本研究水迷宫检测已经证实脑梗死后大鼠存在严重的空间学习及记忆能力障碍,表现为逃避潜伏期延长,穿越平台次数及平台象限停留时间减少。接下来进一步探讨了大鼠脑梗死后早期给予跑台训练干预的疗效。多种形式的运动训练(跑台训练、网屏训练、平衡木训练和游泳训练等)已经被证实可预防、恢复或改善多种神经系统疾病,包括痴呆症、帕金森病、抑郁和睡眠困难等[11]。本实验Morris水迷宫实验结果显示:于运动训练后14 d及28 d大鼠逃避潜伏期显著缩短,穿越平台次数及平台象限停留时间增加,表明早期跑台训练可以明显改善大鼠脑梗死后的空间学习能力障碍。除此以外,在急性大鼠脑梗死模型中,也证实早期跑台训练运动训练可以减小脑梗死大鼠脑梗死体积、减轻脑水肿程度,有一定脑保护作用。
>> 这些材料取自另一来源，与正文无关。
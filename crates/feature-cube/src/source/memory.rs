//! Catalogue of pre-loaded stacks served from memory.

use async_trait::async_trait;
use crop_common::GeoBox;
use std::collections::HashMap;
use std::path::Path;
use std::sync::Mutex;
use tracing::{debug, info};

use super::{DataSource, LoadRequest};
use crate::error::{FeatureError, Result};
use crate::stack::RasterStack;

/// A [`DataSource`] over whole product stacks held in memory.
///
/// Loads subset the stored stack by measurement and time. No reprojection
/// or spatial cropping is done: the stored stack must already sit on the
/// requested grid (`like` when set, otherwise the footprint at the requested
/// resolution), and requests that would need resampling fail.
/// Every request is recorded so callers can inspect what was asked for.
#[derive(Debug, Default)]
pub struct MemorySource {
    products: HashMap<String, RasterStack>,
    requests: Mutex<Vec<LoadRequest>>,
}

impl MemorySource {
    pub fn new() -> Self {
        Self::default()
    }

    pub fn with_product(mut self, product: impl Into<String>, stack: RasterStack) -> Self {
        self.insert(product, stack);
        self
    }

    pub fn insert(&mut self, product: impl Into<String>, stack: RasterStack) {
        self.products.insert(product.into(), stack);
    }

    /// Read every `<product>.json` stack file in `dir`.
    pub fn from_dir<P: AsRef<Path>>(dir: P) -> Result<Self> {
        let dir = dir.as_ref();
        let mut source = Self::new();

        for entry in std::fs::read_dir(dir)? {
            let path = entry?.path();
            if path.extension().and_then(|e| e.to_str()) != Some("json") {
                continue;
            }
            let Some(product) = path.file_stem().and_then(|s| s.to_str()) else {
                continue;
            };

            let text = std::fs::read_to_string(&path)?;
            let stack: RasterStack = serde_json::from_str(&text).map_err(|e| {
                FeatureError::data_source(format!("{}: {}", path.display(), e))
            })?;

            debug!(product = %product, steps = stack.steps(), bands = ?stack.band_names(), "Loaded stack file");
            source.insert(product, stack);
        }

        info!(dir = %dir.display(), products = source.products.len(), "Loaded product catalogue");
        Ok(source)
    }

    pub fn products(&self) -> Vec<&str> {
        let mut names: Vec<&str> = self.products.keys().map(String::as_str).collect();
        names.sort_unstable();
        names
    }

    /// Requests seen so far, in arrival order.
    pub fn requests(&self) -> Vec<LoadRequest> {
        self.requests
            .lock()
            .map(|log| log.clone())
            .unwrap_or_default()
    }
}

#[async_trait]
impl DataSource for MemorySource {
    async fn load(&self, request: &LoadRequest) -> Result<RasterStack> {
        if let Ok(mut log) = self.requests.lock() {
            log.push(request.clone());
        }

        let stored = self.products.get(&request.product).ok_or_else(|| {
            FeatureError::data_source(format!("product '{}' not in catalogue", request.product))
        })?;

        if stored.geobox().crs != request.output_crs {
            return Err(FeatureError::data_source(format!(
                "product '{}' is stored in {}, cannot reproject to {}",
                request.product,
                stored.geobox().crs,
                request.output_crs
            )));
        }

        let expected = match &request.like {
            Some(like) => like.clone(),
            None => {
                if request.footprint_crs != request.output_crs {
                    return Err(FeatureError::data_source(format!(
                        "footprint for '{}' is in {}, cannot reproject to {}",
                        request.product, request.footprint_crs, request.output_crs
                    )));
                }
                GeoBox::from_bbox(&request.footprint, request.output_crs, request.resolution)?
            }
        };

        if !stored.geobox().same_grid(&expected) {
            return Err(FeatureError::grid_mismatch(
                &request.product,
                &expected,
                stored.geobox(),
            ));
        }

        let selected = stored.select_bands(&request.measurements)?;

        let stack = match selected.times() {
            Some(times) => {
                let steps: Vec<usize> = times
                    .iter()
                    .enumerate()
                    .filter(|(_, t)| request.time.contains(t))
                    .map(|(i, _)| i)
                    .collect();
                selected.select_steps(&steps)?
            }
            None => selected,
        };

        debug!(
            product = %request.product,
            time = %request.time,
            steps = stack.steps(),
            "Served stack from memory"
        );

        Ok(stack)
    }
}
早期跑台训练对急性脑梗死大鼠学习记忆能力障碍的恢复及其脑保护性疗效已被证实,但是具体的疗效作用机制尚未完全阐明。谭来勋等[12]研究表明运动训练可增加脑梗死灶周围 3- 3- 甲戊二酰辅酶还原酶基因转录与翻译,有利于突触重塑,最终促进大鼠运动功能恢复。张逸仙等[13]报道跑台运动训练能够促进脑缺血后大鼠神经功能恢复,其机制可能与上调脑缺血周边区TGF-β/Smad3信号通路蛋白表达,进而抑制细胞凋亡有关。本研究主要关注的机制问题:跑台训练是否通过调控海马CA1区细胞骨架相关蛋白的表达修复损伤的锥体神经元,进而促进脑梗死大鼠学习记忆障碍的恢复。
神经元细胞骨架网络由肌动蛋白丝、微管和神经丝组成。这些细胞骨架聚合物在直径、亚细胞定位、机械刚度、极性、组装动力学等方面存在差异,这导致了在神经元中的独特结构和功能[14]。微管是轴突中形成一种刚性的轨道状结构,执行胞体和轴突末端之间物质传递。β-tubulin与 MAP-2是微管的重要结构蛋白。MAP-2在神经元的发育、分化、突起形成和突触可塑性等方面起着重要作用[15]。本实验结果显示脑梗死大鼠海马组织中β-tubulin 与MAP-2的蛋白表达与假手术组相比显著降低。与先前研究结果一致:β-tubulin 与MAP-2对于缺血损伤较为敏感,是脑缺血诱导神经元损伤的早期标记物[16]。神经元中的标志性MAP-2表达能反映脑梗死后海马区神经元的存活和功能,预示后期神经功能学改变。本研究结果显示给予跑台训练干预后,可以上调脑梗死大鼠海马组织中β-tubulin与MAP-2蛋白表达,促进大脑海马区损伤神经元的结构和功能恢复,进而改善大鼠的空间学习记忆能力。
综上所述,急性脑梗死后大鼠可出现空间学习记忆功能障碍,而早期跑台训练可改善脑损伤所致空间学习记忆能力障碍,及减少脑梗死体积及脑含水量。其作用机制可能与运动训练增强大鼠海马组织中细胞骨架相关蛋白β-tubulin与MAP-2表达,提高神经可塑性有关。